La loi du 11 Juillet 1975 a élargi les cas dans lesquels le divorce peut être demandé. Elle a instauré le
divorce par consentement mutuel. Cette loi s’applique aux époux mariés après l’entrée en vigueur des
dispositions qu’elle contient. Cependant est-elle applicable aux époux qui se sont mariés avant l’entrée en
vigueur, ou doit-on considérer que ces personnes sont encore soumises à loi qui était en vigueur le jour de
leur mariage ?

Ainsi l’article 2 du code civil pose le principe de non rétroactivité de la loi nouvelle, tout en persistant que
celle-ci ne dispose que pour l’avenir. Cet article - qui n’a absolument aucune modification depuis son
entrée en vigueur en 1804 – appartient au titre préliminaire relatif à la publication, aux effets et à
l’application des lois en général. Cette loi est divisée en deux propositions distinctes, séparées l’une de
l’autre par un point virgule. La construction de cette règle de droit nous amènera à étudier les deux
dispositions selon un plan linéaire.

Depuis un certain nombre d’années les lois se succèdent à un rythme soutenu : c’est le phénomène de
l’inflation législative. Cette inflation pose des problèmes aux citoyens et aux juges chargés de faire
respecter la loi. Puisqu’une nouvelle loi est censée abroger une loi ancienne, soit par une décision
expresse du législateur, soit par une opposition entre les dispositions contenues dans chacune des deux
lois ; il semblerait qu’elles ne pourraient jamais entrer en concurrence ce qui revient à dire qu’un conflit
entre deux lois successives semble inconcevable.

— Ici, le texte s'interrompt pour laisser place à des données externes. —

// SPDX-License-Identifier: AGPL-3.0-or-later
//
// Copyright (C) 2025 Daniel Negri
//
// This program is free software: you can redistribute it and/or modify
// it under the terms of the GNU Affero General Public License as published by
// the Free Software Foundation, either version 3 of the License, or
// (at your option) any later version.
//
// This program is distributed in the hope that it will be useful,
// but WITHOUT ANY WARRANTY; without even the implied warranty of
// MERCHANTABILITY or FITNESS FOR A PARTICULAR PURPOSE. See the
// GNU Affero General Public License for more details.
//
// You should have received a copy of the GNU Affero General Public License
// along with this program. If not, see <https://www.gnu.org/licenses/>.

//! Error types for ledger operations.

use crate::transaction::{Amount, TransactionKind};
use thiserror::Error;

/// Ledger operation errors.
///
/// A failed operation never records a transaction.
#[derive(Error, Debug, Clone, PartialEq, Eq)]
pub enum LedgerError {
    /// Amount is zero or negative
    #[error("invalid {kind} amount {amount} (must be positive)")]
    InvalidAmount {
        kind: TransactionKind,
        amount: Amount,
    },

    /// Running balance would leave the representable range
    #[error("balance overflow")]
    BalanceOverflow,
}
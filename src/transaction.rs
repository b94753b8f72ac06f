// SPDX-License-Identifier: AGPL-3.0-or-later
//
// Copyright (C) 2025 Daniel Negri
//
// This program is free software: you can redistribute it and/or modify
// it under the terms of the GNU Affero General Public License as published by
// the Free Software Foundation, either version 3 of the License, or
// (at your option) any later version.
//
// This program is distributed in the hope that it will be useful,
// but WITHOUT ANY WARRANTY; without even the implied warranty of
// MERCHANTABILITY or FITNESS FOR A PARTICULAR PURPOSE. See the
// GNU Affero General Public License for more details.
//
// You should have received a copy of the GNU Affero General Public License
// along with this program. If not, see <https://www.gnu.org/licenses/>.

//! Transaction records.
//!
//! A [`Transaction`] is written once, when the ledger records a deposit or a
//! withdrawal, and never changes afterwards. It carries the balance of the
//! account immediately after it was applied, so statements never need to
//! recompute balances.

use chrono::NaiveDate;
use std::fmt;

/// Signed money amount in whole currency units.
pub type Amount = i64;

/// Direction of a transaction, derived from the sign of its amount.
#[derive(Debug, Clone, Copy, PartialEq, Eq, Hash)]
pub enum TransactionKind {
    Deposit,
    Withdrawal,
}

impl fmt::Display for TransactionKind {
    fn fmt(&self, f: &mut fmt::Formatter<'_>) -> fmt::Result {
        match self {
            Self::Deposit => f.write_str("deposit"),
            Self::Withdrawal => f.write_str("withdrawal"),
        }
    }
}

/// One recorded deposit or withdrawal.
///
/// `amount` is positive for deposits and negative for withdrawals; it is
/// never zero. `balance` is the cumulative balance after this transaction.
#[derive(Debug, Clone, Copy, PartialEq, Eq, Hash)]
pub struct Transaction {
    date: NaiveDate,
    amount: Amount,
    balance: Amount,
}

impl Transaction {
    pub(crate) fn new(date: NaiveDate, amount: Amount, balance: Amount) -> Self {
        debug_assert!(amount != 0, "transactions never carry a zero amount");
        Self {
            date,
            amount,
            balance,
        }
    }

    pub fn date(&self) -> NaiveDate {
        self.date
    }

    /// Signed amount: positive for deposits, negative for withdrawals.
    pub fn amount(&self) -> Amount {
        self.amount
    }

    /// Account balance immediately after this transaction.
    pub fn balance(&self) -> Amount {
        self.balance
    }

    pub fn kind(&self) -> TransactionKind {
        if self.amount > 0 {
            TransactionKind::Deposit
        } else {
            TransactionKind::Withdrawal
        }
    }
}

Cependant, de tels conflits sont fréquents, et
l’imprécision qui frappe l’article 2 du code civil n’a pour effet que de renforcer ces conflits de lois dans
le temps.

Ce constat nous amène à nous poser la question suivante : La loi nouvelle peut-elle régir les dispositions
nouvelles sous l’empire d’une loi ancienne ? De façon logique, nous étudierons dans un premier temps
l’application immédiate de la loi nouvelle dans le temps, puis en second lieu, nous analyserons le principe
de rétroactivité contenu dans l’article 2 du code civil.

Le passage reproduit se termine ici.